Another, “My prediction is muni and state budget default drum beats will thump increasingly louder in the MSM until the Fed gov steps up and hands out some more bail outs for unemployment, job creation (which once more will not be spent on programs meant to help us long term) medicare/medicaid, and other mandated programs. Of course this option will only be available through QEIII and although everyone will accept it with deep foreboding, they will accept it because why face hardship today when you can put it all off till tomorrow.”
One on rates, “The Fed’s war on savers ostensibly is to keep mortgage interest rates low so FB’s can re-fi.
Oh dear, that is a whole chain of non sequiturs IMHO. The Fed funds rate is only loosely coupled with mortgage interest rates, which I believe are generally tied to LIBOR, not the Fed funds rate. IIUC LIBOR is controlled by bankers in the UK. And even if mortgage interest rates are low, FB’s can’t take advantage of them if they are underwater, as most of them are.”
“Mortgage lenders know going forward that a mortgage is no longer a safe investment protected by a good security interest.

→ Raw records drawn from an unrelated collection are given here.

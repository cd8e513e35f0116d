//! The block orchestrator.
//!
//! [`Engine`] owns one instance of every stage, the scratch buffers the
//! signal path needs and the shared [`Patch`]. Each call to
//! [`process`](Engine::process) runs the whole chain over one block:
//!
//! 1. input gain and DC removal;
//! 2. LFO (only while the modulation level is above zero) and clock;
//! 3. looper, summed with a copy of the input;
//! 4. sine and super-saw / wavetable oscillators, summed, then makeup gain;
//! 5. resonator, echo and ambience, with the filter inserted at one of four
//!    slots chosen by the filter-position control;
//! 6. output DC removal, makeup gain and soft limiting;
//! 7. output level (or silence until startup is done), and a copy of the
//!    block kept for resampling on the next call.
//!
//! Every stage after the clock is skipped while its volume control is
//! exactly zero.

mod position;


pub use position::FilterPosition;

use crate::arena::Arena;
use crate::buffer::StereoBuffer;
use crate::config::EngineConfig;
use crate::constants::{OUTPUT_MAKEUP_GAIN, SOURCES_MAKEUP_GAIN};
use crate::error::Result;
use crate::node::{ControlStage, StereoGenerator, StereoProcessor};
use crate::nodes::{
    Ambience, Clock, Echo, Filter, Limiter, Looper, Modulation, Resonator, StereoDcBlockingFilter,
    StereoSineOscillator, StereoSuperSaw, StereoWaveTableOscillator,
};
use crate::patch::{Patch, StartupPhase};

pub struct Engine<'a> {
    config: EngineConfig,
    patch: Patch,

    looper: Looper<'a>,
    sine: StereoSineOscillator<'a>,
    saw: StereoSuperSaw,
    wavetable: StereoWaveTableOscillator,
    filter: Filter<'a>,
    resonator: Resonator<'a>,
    echo: Echo<'a>,
    ambience: Ambience<'a>,
    modulation: Modulation,
    clock: Clock,
    limiter: Limiter,
    input_dc: StereoDcBlockingFilter,
    output_dc: StereoDcBlockingFilter,

    input: StereoBuffer<'a>,
    resample: StereoBuffer<'a>,
    osc1_out: StereoBuffer<'a>,
    osc2_out: StereoBuffer<'a>,

    filter_position: FilterPosition,
    last_filter_position: FilterPosition,
}

impl<'a> Engine<'a> {
    /// Place every stage and scratch buffer into `arena`.
    ///
    /// This is the only place the engine allocates. The patch starts in
    /// [`StartupPhase::Start`], so output stays silent until the owner marks
    /// startup as done.
    pub fn new(config: &EngineConfig, arena: &mut Arena<'a>) -> Result<Self> {
        config.validate()?;
        let block = config.max_block_size;
        let engine = Engine {
            config: *config,
            patch: Patch::new(config),

            looper: Looper::create(arena, config)?,
            sine: StereoSineOscillator::create(arena, config)?,
            saw: StereoSuperSaw::new(config),
            wavetable: StereoWaveTableOscillator::new(config),
            filter: Filter::create(arena, config)?,
            resonator: Resonator::create(arena, config)?,
            echo: Echo::create(arena, config)?,
            ambience: Ambience::create(arena, config)?,
            modulation: Modulation::new(config),
            clock: Clock::new(config),
            limiter: Limiter::new(),
            input_dc: StereoDcBlockingFilter::new(),
            output_dc: StereoDcBlockingFilter::new(),

            input: StereoBuffer::create(arena, block)?,
            resample: StereoBuffer::create(arena, block)?,
            osc1_out: StereoBuffer::create(arena, block)?,
            osc2_out: StereoBuffer::create(arena, block)?,

            filter_position: FilterPosition::Position1,
            last_filter_position: FilterPosition::Position1,
        };
        let usage = arena.usage();
        log::info!(
            "engine ready: {} Hz, {} frames/block, fast pool {}/{} bytes, bulk pool {}/{} bytes",
            config.sample_rate,
            block,
            usage.fast_used,
            usage.fast_capacity,
            usage.bulk_used,
            usage.bulk_capacity
        );
        Ok(engine)
    }

    pub fn config(&self) -> &EngineConfig {
        &self.config
    }

    pub fn patch(&self) -> &Patch {
        &self.patch
    }

    /// Controls and state are written here between blocks.
    pub fn patch_mut(&mut self) -> &mut Patch {
        &mut self.patch
    }

    /// Position used for the most recent block.
    pub fn filter_position(&self) -> FilterPosition {
        self.filter_position
    }

    pub fn looper(&self) -> &Looper<'a> {
        &self.looper
    }

    /// Re-derive the filter slot and raise the change flag for one block.
    fn update_filter_position(&mut self) {
        self.filter_position = FilterPosition::from_control(self.patch.ctrls.filter_position);
        if self.filter_position != self.last_filter_position {
            log::debug!(
                "filter position {:?} -> {:?}",
                self.last_filter_position,
                self.filter_position
            );
            self.last_filter_position = self.filter_position;
            self.patch.state.filter_position_flag = true;
        } else {
            self.patch.state.filter_position_flag = false;
        }
    }

    fn filter_at(&mut self, slot: FilterPosition, buffer: &mut StereoBuffer<'_>) {
        if self.filter_position == slot && self.patch.ctrls.filter_vol > 0.0 {
            self.filter.process(&self.patch, buffer);
        }
    }

    /// Run the whole chain over `buffer.size()` frames in place.
    pub fn process(&mut self, buffer: &mut StereoBuffer<'_>) {
        let frames = buffer.size();
        for scratch in [
            &mut self.input,
            &mut self.resample,
            &mut self.osc1_out,
            &mut self.osc2_out,
        ] {
            scratch.set_size(frames);
        }

        buffer.multiply(self.patch.ctrls.input_vol);
        self.input_dc.process(&self.patch, buffer);

        if self.patch.ctrls.mod_level > 0.0 {
            self.modulation.process(&mut self.patch, frames);
        }
        self.clock.process(&mut self.patch, frames);

        self.input.copy_from(buffer);

        let ctrls = self.patch.ctrls;
        if ctrls.looper_vol > 0.0 {
            if ctrls.looper_resampling > 0.5 {
                self.looper.process(&self.patch, &self.resample, buffer);
            } else {
                self.looper.process(&self.patch, &self.input, buffer);
            }
        }
        buffer.add(&self.input);

        if ctrls.osc1_vol > 0.0 {
            self.sine.generate(&self.patch, &mut self.osc1_out);
            buffer.add(&self.osc1_out);
        }

        self.osc2_out.clear();
        if ctrls.osc2_vol > 0.0 {
            if ctrls.osc_use_wavetable > 0.5 {
                self.wavetable
                    .generate(&self.patch, self.looper.tape(), &mut self.osc2_out);
            } else {
                self.saw.generate(&self.patch, &mut self.osc2_out);
            }
            buffer.add(&self.osc2_out);
        }

        buffer.multiply(SOURCES_MAKEUP_GAIN);

        self.update_filter_position();

        self.filter_at(FilterPosition::Position1, buffer);
        if ctrls.resonator_vol > 0.0 {
            self.resonator.process(&self.patch, buffer);
        }
        self.filter_at(FilterPosition::Position2, buffer);
        if ctrls.echo_vol > 0.0 {
            self.echo.process(&self.patch, buffer);
        }
        self.filter_at(FilterPosition::Position3, buffer);
        if ctrls.ambience_vol > 0.0 {
            self.ambience.process(&self.patch, buffer);
        }
        self.filter_at(FilterPosition::Position4, buffer);

        self.output_dc.process(&self.patch, buffer);
        buffer.multiply(OUTPUT_MAKEUP_GAIN);
        self.limiter.process(&self.patch, buffer);

        if self.patch.state.startup_phase == StartupPhase::Done {
            buffer.multiply(self.patch.state.out_level);
        } else {
            // TODO: ramp in over StartupPhase::FadeIn instead of muting.
            buffer.clear();
        }

        self.resample.copy_from(buffer);
    }
}
//! Array primitive backends.
//!
//! Every [`FloatArray`](super::FloatArray) operation that touches whole
//! buffers funnels through an [`ArrayBackend`]. Two implementations exist and
//! both are always compiled; the `accel` feature decides which one is
//! [`Active`]. Whichever is linked must produce the same numbers within
//! floating-point tolerance.

mod scalar;
mod unrolled;

pub use scalar::Scalar;
pub use unrolled::Unrolled;

/// Backend selected for this build.
#[cfg(not(feature = "accel"))]
pub type Active = Scalar;

/// Backend selected for this build.
#[cfg(feature = "accel")]
pub type Active = Unrolled;

/// Buffer-wide primitives.
///
/// Binary `_into` forms read `a.len()` elements; destinations must be at
/// least that long. In-place forms cover the aliasing case where source and
/// destination are the same buffer.
pub trait ArrayBackend {
    fn fill(dst: &mut [f32], value: f32);

    fn add(dst: &mut [f32], src: &[f32]);
    fn add_into(a: &[f32], b: &[f32], dst: &mut [f32]);
    fn sub(dst: &mut [f32], src: &[f32]);
    fn sub_into(a: &[f32], b: &[f32], dst: &mut [f32]);
    fn mul(dst: &mut [f32], src: &[f32]);
    fn mul_into(a: &[f32], b: &[f32], dst: &mut [f32]);

    fn scale(dst: &mut [f32], gain: f32);
    fn scale_into(src: &[f32], gain: f32, dst: &mut [f32]);
    fn offset(dst: &mut [f32], value: f32);
    fn offset_into(src: &[f32], value: f32, dst: &mut [f32]);

    fn negate(dst: &mut [f32]);
    fn negate_into(src: &[f32], dst: &mut [f32]);
    fn abs(dst: &mut [f32]);
    fn abs_into(src: &[f32], dst: &mut [f32]);

    fn sum(src: &[f32]) -> f32;
    /// Sum of squares.
    fn power(src: &[f32]) -> f32;
    /// Smallest value and the index of its first occurrence; `(0.0, 0)` when empty.
    fn min(src: &[f32]) -> (f32, usize);
    /// Largest value and the index of its first occurrence; `(0.0, 0)` when empty.
    fn max(src: &[f32]) -> (f32, usize);

    /// Full convolution; writes `a.len() + b.len() - 1` outputs.
    fn convolve(a: &[f32], b: &[f32], dst: &mut [f32]);
    /// Convolution outputs `offset..offset + samples`, stored at the same
    /// indices a full convolution would use.
    fn convolve_partial(a: &[f32], b: &[f32], dst: &mut [f32], offset: usize, samples: usize);
}

#[cfg(test)]
mod tests {
    use super::*;
    use proptest::prelude::*;
    use std::vec::Vec;

    fn close(a: f32, b: f32, tol: f32) -> bool {
        (a - b).abs() <= tol * (1.0 + a.abs().max(b.abs()))
    }

    fn signal() -> impl Strategy<Value = Vec<f32>> {
        proptest::collection::vec(-4.0f32..4.0, 0..67)
    }

    proptest! {
        #[test]
        fn elementwise_ops_match(a in signal(), s in -2.0f32..2.0) {
            let b: Vec<f32> = a.iter().map(|x| x * 0.5 - 0.25).collect();
            let n = a.len();

            let mut x = vec![0.0; n];
            let mut y = vec![0.0; n];
            Scalar::add_into(&a, &b, &mut x);
            Unrolled::add_into(&a, &b, &mut y);
            prop_assert_eq!(&x, &y);

            Scalar::mul_into(&a, &b, &mut x);
            Unrolled::mul_into(&a, &b, &mut y);
            prop_assert_eq!(&x, &y);

            Scalar::sub(&mut x, &b);
            Unrolled::sub(&mut y, &b);
            prop_assert_eq!(&x, &y);

            Scalar::scale_into(&a, s, &mut x);
            Unrolled::scale_into(&a, s, &mut y);
            prop_assert_eq!(&x, &y);

            Scalar::offset(&mut x, s);
            Unrolled::offset(&mut y, s);
            Scalar::negate(&mut x);
            Unrolled::negate(&mut y);
            Scalar::abs(&mut x);
            Unrolled::abs(&mut y);
            prop_assert_eq!(&x, &y);
        }

        #[test]
        fn reductions_match(a in signal()) {
            let magnitude: f32 = a.iter().map(|x| x.abs()).sum();
            prop_assert!((Scalar::sum(&a) - Unrolled::sum(&a)).abs() <= 1e-5 * (1.0 + magnitude));
            prop_assert!(close(Scalar::power(&a), Unrolled::power(&a), 1e-5));
            prop_assert_eq!(Scalar::min(&a), Unrolled::min(&a));
            prop_assert_eq!(Scalar::max(&a), Unrolled::max(&a));
        }

        #[test]
        fn convolution_matches(a in proptest::collection::vec(-1.0f32..1.0, 1..24),
                               b in proptest::collection::vec(-1.0f32..1.0, 1..9)) {
            let n = a.len() + b.len() - 1;
            let mut x = vec![0.0; n];
            let mut y = vec![0.0; n];
            Scalar::convolve(&a, &b, &mut x);
            Unrolled::convolve(&a, &b, &mut y);
            for (p, q) in x.iter().zip(&y) {
                prop_assert!(close(*p, *q, 1e-5));
            }
        }
    }

    #[test]
    fn active_backend_is_usable() {
        let mut buf = [1.0f32; 5];
        Active::scale(&mut buf, 2.0);
        assert_eq!(buf, [2.0; 5]);
    }
}
impl<O: CostOracle> SelectionEngine<O> {
    /// Builds the engine's world: existing-index metadata, query/column
    /// wiring, fresh planner statistics, the seeded candidate set, and the
    /// initial per-query costs. `table_info` comes from the same oracle; it
    /// is passed in because the workload parser needs the schemas first.
    pub async fn setup(
        mut oracle: O,
        script: ActionScript,
        settings: EngineSettings,
        table_info: Vec<TableInfo>,
        workload: Vec<(String, QueryAttributes)>,
    ) -> Result<Self> {
        let mut tables: BTreeMap<String, Table> = table_info
            .iter()
            .map(|t| (t.name.clone(), Table::new(&t.name, &t.columns)))
            .collect();

        let mut existing = EvictionQueue::new();
        for info in oracle.get_index_info().await.context(OracleSnafu)? {
            let ident = IndexIdentifier::new(&info.table, info.columns.clone());
            existing.insert(Index::existing(ident, &info.name, info.num_uses, info.size));
        }
        info!("Found {} existing indexes", existing.len());

        let mut queries = BTreeMap::new();
        let mut next_id: QueryId = 0;
        'workload: for (text, attrs) in workload {
            let mut resolved = Vec::new();
            for reference in attrs.indexable_columns() {
                let Some((table_name, column)) = reference.split_once('.') else {
                    warn!("Dropping query with unqualified reference {reference}: {text}");
                    continue 'workload;
                };
                let known = tables
                    .get(table_name)
                    .is_some_and(|table| table.column(column).is_some());
                if !known {
                    warn!("Dropping query referencing unknown column {reference}: {text}");
                    continue 'workload;
                }
                resolved.push((table_name.to_string(), column.to_string()));
            }

            let id = next_id;
            next_id += 1;
            for (table_name, column) in resolved {
                let table = tables.get_mut(&table_name).expect("resolved against schema");
                table.add_reference(&column, id);
            }
            queries.insert(id, Query::new(id, text, attrs));
        }
        info!("Registered {} workload queries", queries.len());

        oracle.refresh_stats().await.context(OracleSnafu)?;

        let candidates = CandidateSet::seed(&tables, settings.max_index_width, |ident| {
            existing.contains(ident)
        });
        info!("Seeded {} index candidates", candidates.len());

        let mut cost = 0.0;
        let texts: Vec<(QueryId, String)> =
            queries.values().map(|q| (q.id, q.text.clone())).collect();
        for (id, text) in texts {
            let query_cost = oracle.get_cost(&text).await.context(OracleSnafu)?;
            if let Some(query) = queries.get_mut(&id) {
                query.best_cost = query_cost;
            }
            cost += query_cost;
        }
        info!("Initial workload cost: {:.2}", cost);

        Ok(Self {
            oracle,
            script,
            settings,
            queries,
            tables,
            existing,
            candidates,
            config: Vec::new(),
            accepted_idents: HashSet::new(),
            cost,
            initial_cost: cost,
            max_storage: settings.max_storage,
            improvement: 0.0,
            next_ind: None,
            terminate_iter: false,
            evicted: Vec::new(),
        })
    }

    /// Runs selection rounds until a stop condition and returns what was
    /// decided. Every accepted action has already been flushed to the script
    /// by the time this returns.
    pub async fn run(&mut self) -> Result<SelectionSummary> {
        let reason = loop {
            match self.run_round().await? {
                RoundOutcome::Accepted => {}
                RoundOutcome::Stopped(reason) => break reason,
            }
        };
        info!("Stopping: {}", reason.as_str());

        Ok(SelectionSummary {
            accepted: self.config.iter().map(|idx| idx.ident.clone()).collect(),
            evicted: self.evicted.clone(),
            initial_cost: self.initial_cost,
            final_cost: self.cost,
            reason,
        })
    }

    async fn run_round(&mut self) -> Result<RoundOutcome> {
        let scan: Vec<IndexIdentifier> = self
            .candidates
            .iter()
            .filter(|ident| {
                !self.existing.contains(ident) && !self.accepted_idents.contains(ident)
            })
            .cloned()
            .collect();
        debug!("Scoring {} candidates", scan.len());

        for ident in scan {
            self.evaluate(ident).await?;
        }

        let Some(winner) = self.next_ind.take() else {
            return Ok(RoundOutcome::Stopped(StopReason::NoImprovement));
        };

        if winner.size > self.max_storage {
            if !self.rebalance(&winner).await? {
                return Ok(RoundOutcome::Stopped(StopReason::StorageExhausted));
            }
            self.terminate_iter = true;
        }

        self.accept(winner).await?;
        self.improvement = 0.0;

        if self.terminate_iter {
            Ok(RoundOutcome::Stopped(StopReason::Rebalanced))
        } else {
            Ok(RoundOutcome::Accepted)
        }
    }

    /// Scores one candidate and keeps it as the round's winner when it beats
    /// the best improvement-per-byte seen so far by a qualifying margin.
    async fn evaluate(&mut self, ident: IndexIdentifier) -> Result<()> {
        let mut candidate = Index::candidate(ident);
        let oid = self
            .oracle
            .simulate_index(&candidate.create_stmt())
            .await
            .context(OracleSnafu)?;
        candidate.oid = Some(oid);
        candidate.size = self
            .oracle
            .size_simulated_index(oid)
            .await
            .context(OracleSnafu)?;

        let (num_uses, touched) = self.queries_touching(&candidate.ident);
        candidate.num_uses = num_uses;

        let mut delta = 0.0;
        for (_, text, best_cost) in &touched {
            delta += self.oracle.get_cost(text).await.context(OracleSnafu)? - best_cost;
        }

        let improvement = delta / candidate.size as f64;
        let qualifies = improvement < self.improvement
            && delta.abs() >= self.settings.min_cost_factor * self.cost;

        if qualifies {
            assert!(delta < 0.0, "qualifying candidate must reduce cost");
            assert!(delta.abs() < self.cost, "workload cost cannot go negative");
            debug!(
                "{} improves {:.6} per byte (delta {:.2} over {} queries)",
                candidate.ident,
                improvement,
                delta,
                touched.len()
            );
            if let Some(previous) = self.next_ind.take() {
                self.release(&previous).await?;
            }
            self.improvement = improvement;
            self.next_ind = Some(candidate);
        } else {
            self.release(&candidate).await?;
        }
        Ok(())
    }

    /// Makes the winner part of the configuration: re-costs the touched
    /// queries, emits the CREATE INDEX, and prefix-extends the search. The
    /// winner's simulation stays alive so later rounds cost against it.
    async fn accept(&mut self, winner: Index) -> Result<()> {
        info!(
            "Accepting index {} ({} bytes, {} uses)",
            winner.ident, winner.size, winner.num_uses
        );
        self.update_costs(&winner).await?;
        self.script
            .append(&winner.create_stmt())
            .context(ScriptSnafu)?;

        self.candidates.remove(&winner.ident);
        self.accepted_idents.insert(winner.ident.clone());
        let table = self
            .tables
            .get(&winner.ident.table)
            .expect("accepted table is in the schema");
        self.candidates.extend_prefix(
            &winner.ident,
            table,
            self.settings.max_index_width,
            |ident| self.existing.contains(ident) || self.accepted_idents.contains(ident),
        );
        self.config.push(winner);
        Ok(())
    }

    /// Refreshes best_cost for every query the accepted index touches and
    /// folds the change into the workload cost and the storage budget.
    async fn update_costs(&mut self, accepted: &Index) -> Result<()> {
        let (_, touched) = self.queries_touching(&accepted.ident);
        let mut delta = 0.0;
        for (qid, text, best_cost) in touched {
            let new_cost = self.oracle.get_cost(&text).await.context(OracleSnafu)?;
            delta += new_cost - best_cost;
            if let Some(query) = self.queries.get_mut(&qid) {
                query.best_cost = new_cost;
            }
        }
        self.cost += delta;
        self.max_storage -= accepted.size;
        debug!(
            "Workload cost now {:.2}; {} bytes of budget remain",
            self.cost, self.max_storage
        );
        Ok(())
    }

    /// Tries to free enough real-index bytes for the proposed index by
    /// walking the eviction queue in ascending use-per-byte order. Space is
    /// granted tentatively while deciding and netted back out when the
    /// eviction list is committed: the freed bytes are not real until the
    /// emitted drops are applied, so the budget must not count them.
    async fn rebalance(&mut self, proposed: &Index) -> Result<bool> {
        info!(
            "Index {} needs {} bytes but only {} remain; considering evictions",
            proposed.ident, proposed.size, self.max_storage
        );

        let queue: Vec<(IndexIdentifier, String, i64)> = self
            .existing
            .iter()
            .map(|idx| (idx.ident.clone(), idx.index_name(), idx.size))
            .collect();

        let mut granted = 0i64;
        let mut evict = Vec::new();
        for (ident, name, size) in queue {
            if proposed.size <= self.max_storage {
                break;
            }
            if self.is_better(proposed, &name).await? {
                self.max_storage += size;
                granted += size;
                evict.push(ident);
            }
        }

        if proposed.size > self.max_storage {
            self.max_storage -= granted;
            self.release(proposed).await?;
            return Ok(false);
        }

        for ident in evict {
            let index = self
                .existing
                .remove(&ident)
                .expect("eviction list came from the queue");
            info!(
                "Evicting index {} to free {} bytes",
                index.index_name(),
                index.size
            );
            self.script.append(&index.drop_stmt()).context(ScriptSnafu)?;
            self.max_storage -= index.size;
            self.evicted.push(index.index_name());
        }
        Ok(true)
    }

    /// Is the workload strictly cheaper with the proposed index present and
    /// the old one absent? Scoped to queries plausibly affected by the
    /// proposal; best_cost values are read, never written.
    async fn is_better(&mut self, proposed: &Index, old_name: &str) -> Result<bool> {
        self.oracle
            .simulate_drop(old_name)
            .await
            .context(OracleSnafu)?;

        // The round winner is normally still simulated from its evaluation;
        // simulate here only if not, so one identifier never has two live
        // simulations.
        let temp_oid = match proposed.oid {
            Some(_) => None,
            None => Some(
                self.oracle
                    .simulate_index(&proposed.create_stmt())
                    .await
                    .context(OracleSnafu)?,
            ),
        };

        let (_, touched) = self.queries_touching(&proposed.ident);
        let mut delta = 0.0;
        for (_, text, best_cost) in &touched {
            delta += self.oracle.get_cost(text).await.context(OracleSnafu)? - best_cost;
        }

        if let Some(oid) = temp_oid {
            self.oracle
                .drop_simulated_index(oid)
                .await
                .context(OracleSnafu)?;
        }
        self.oracle
            .undo_simulate_drop(old_name)
            .await
            .context(OracleSnafu)?;

        debug!(
            "Keeping {} vs evicting for {}: delta {:.2}",
            old_name, proposed.ident, delta
        );
        Ok(delta < 0.0)
    }

    async fn release(&mut self, index: &Index) -> Result<()> {
        if let Some(oid) = index.oid {
            self.oracle
                .drop_simulated_index(oid)
                .await
                .context(OracleSnafu)?;
        }
        Ok(())
    }

    /// Queries referencing any column of the identifier, each listed once,
    /// plus the total column/query incidence count (`num_uses`).
    fn queries_touching(&self, ident: &IndexIdentifier) -> (i64, Vec<(QueryId, String, f64)>) {
        let table = self
            .tables
            .get(&ident.table)
            .expect("index table is in the schema");
        let mut num_uses = 0;
        let mut seen = BTreeSet::new();
        let mut touched = Vec::new();
        for column in &ident.columns {
            let column = table
                .column(column)
                .expect("index column is in its table");
            for &qid in &column.queries {
                num_uses += 1;
                if seen.insert(qid) {
                    let query = &self.queries[&qid];
                    touched.push((qid, query.text.clone(), query.best_cost));
                }
            }
        }
        (num_uses, touched)
    }
}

Now that housing prices have gone down they have found that they can lose principle on these loans, especially in the so-called non-recourse states. Perhaps there will be a spread between mortgage interest rates between the “recourse” and “non-recourse” states going forward.”
One said, “Stimulus package will come close to breakeven after all parties who can pay back do so. I was against it at first, and the banksters benefited most, but in the long run it may turn out to be a reasonable choice.”
One had this, “I think the March-May timeframe will cause lots of heartburn natinwide as the question of raising the debt ceiling (yet again) comes to a head. The ceiling will be raised - but with strings attached. Hopefully, that string is Pay-Go. That aside, California is overdue for a massive earthquake.”
And another, “1. Higher prices for all commodities and things we all use and need with the government still saying there is little or no inflation. 2. Here in North Florida, I believe unemployment will go up, not down as so much of our economy was based on building, selling and financing real estate (which still have many years of suffering to go)and the military which I think will see big reductions due to the deficits. Ditto for many other Sunbelt cities.”
“3. I think we’ll see major riots in at least one U.S. big city as continued unemployment leads young people to revolt against the government run by boomers and seniors who are leaving all their mistakes and debts for the younger generation to clean up. The young people are truly screwed beyond all belief.”
A personal prediction, “I predict I will continue renting for all of 2011.”
A reply, “In Soviet Russia we didn’t even have predictions.”